== Data for processing ==

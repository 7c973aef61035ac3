//! # Pipeline Events
//!
//! Terminal results that workers hand to the aggregator.

use std::fmt;
use std::time::Duration;

use serde::Serialize;

/// How a keyword worker finished its chunk.
#[derive(Debug, Clone, Copy, PartialEq, Eq, Hash, Serialize)]
pub enum ScanStatus {
    /// The keyword was found as a whole word
    #[serde(rename = "SUCCESS")]
    Matched,
    /// The chunk was exhausted, or could not be read, without a match
    #[serde(rename = "FAILURE")]
    NotMatched,
    /// The run deadline passed before the chunk was finished
    #[serde(rename = "TIMEOUT")]
    TimedOut,
}

impl ScanStatus {
    pub fn label(self) -> &'static str {
        match self {
            ScanStatus::Matched => "SUCCESS",
            ScanStatus::NotMatched => "FAILURE",
            ScanStatus::TimedOut => "TIMEOUT",
        }
    }
}

impl fmt::Display for ScanStatus {
    fn fmt(&self, f: &mut fmt::Formatter<'_>) -> fmt::Result {
        f.write_str(self.label())
    }
}

/// The single result a worker emits before it exits.
#[derive(Debug, Clone, PartialEq, Eq)]
pub struct ScanResult {
    pub chunk_id: u64,
    pub status: ScanStatus,
    /// Time from run start to the match; only set for `Matched`
    pub elapsed: Option<Duration>,
    /// Bytes consumed within the chunk when the worker stopped
    pub byte_count: u64,
}

impl ScanResult {
    pub fn matched(chunk_id: u64, elapsed: Duration, byte_count: u64) -> Self {
        Self {
            chunk_id,
            status: ScanStatus::Matched,
            elapsed: Some(elapsed),
            byte_count,
        }
    }

    pub fn not_matched(chunk_id: u64, byte_count: u64) -> Self {
        Self {
            chunk_id,
            status: ScanStatus::NotMatched,
            elapsed: None,
            byte_count,
        }
    }

    pub fn timed_out(chunk_id: u64) -> Self {
        Self {
            chunk_id,
            status: ScanStatus::TimedOut,
            elapsed: None,
            byte_count: 0,
        }
    }

    pub fn elapsed_ms(&self) -> Option<f64> {
        self.elapsed.map(|d| d.as_secs_f64() * 1000.0)
    }
}
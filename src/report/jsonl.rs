use std::io::Write;

use crate::report::{Report, ReportError, ReportRenderer};

/// One JSON object per row.
pub struct JsonlRenderer;

impl ReportRenderer for JsonlRenderer {
    fn render(&self, report: &Report, out: &mut dyn Write) -> Result<(), ReportError> {
        for row in &report.rows {
            serde_json::to_writer(&mut *out, row)?;
            out.write_all(b"\n")?;
        }
        out.flush()?;
        Ok(())
    }
}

===

▶ **Task to complete**
Every line from the one containing "pub fn elapsed_ms(&self)" through the end of the entries above must be echoed exactly, with both ends kept.

▶ **Output for this exercise**
    pub fn elapsed_ms(&self) -> Option<f64> {
        self.elapsed.map(|d| d.as_secs_f64() * 1000.0)
    }
}
filename src/report/jsonl.rs
use std::io::Write;

use crate::report::{Report, ReportError, ReportRenderer};

/// One JSON object per row.
pub struct JsonlRenderer;

impl ReportRenderer for JsonlRenderer {
    fn render(&self, report: &Report, out: &mut dyn Write) -> Result<(), ReportError> {
        for row in &report.rows {
            serde_json::to_writer(&mut *out, row)?;
            out.write_all(b"\n")?;
        }
        out.flush()?;
        Ok(())
    }
}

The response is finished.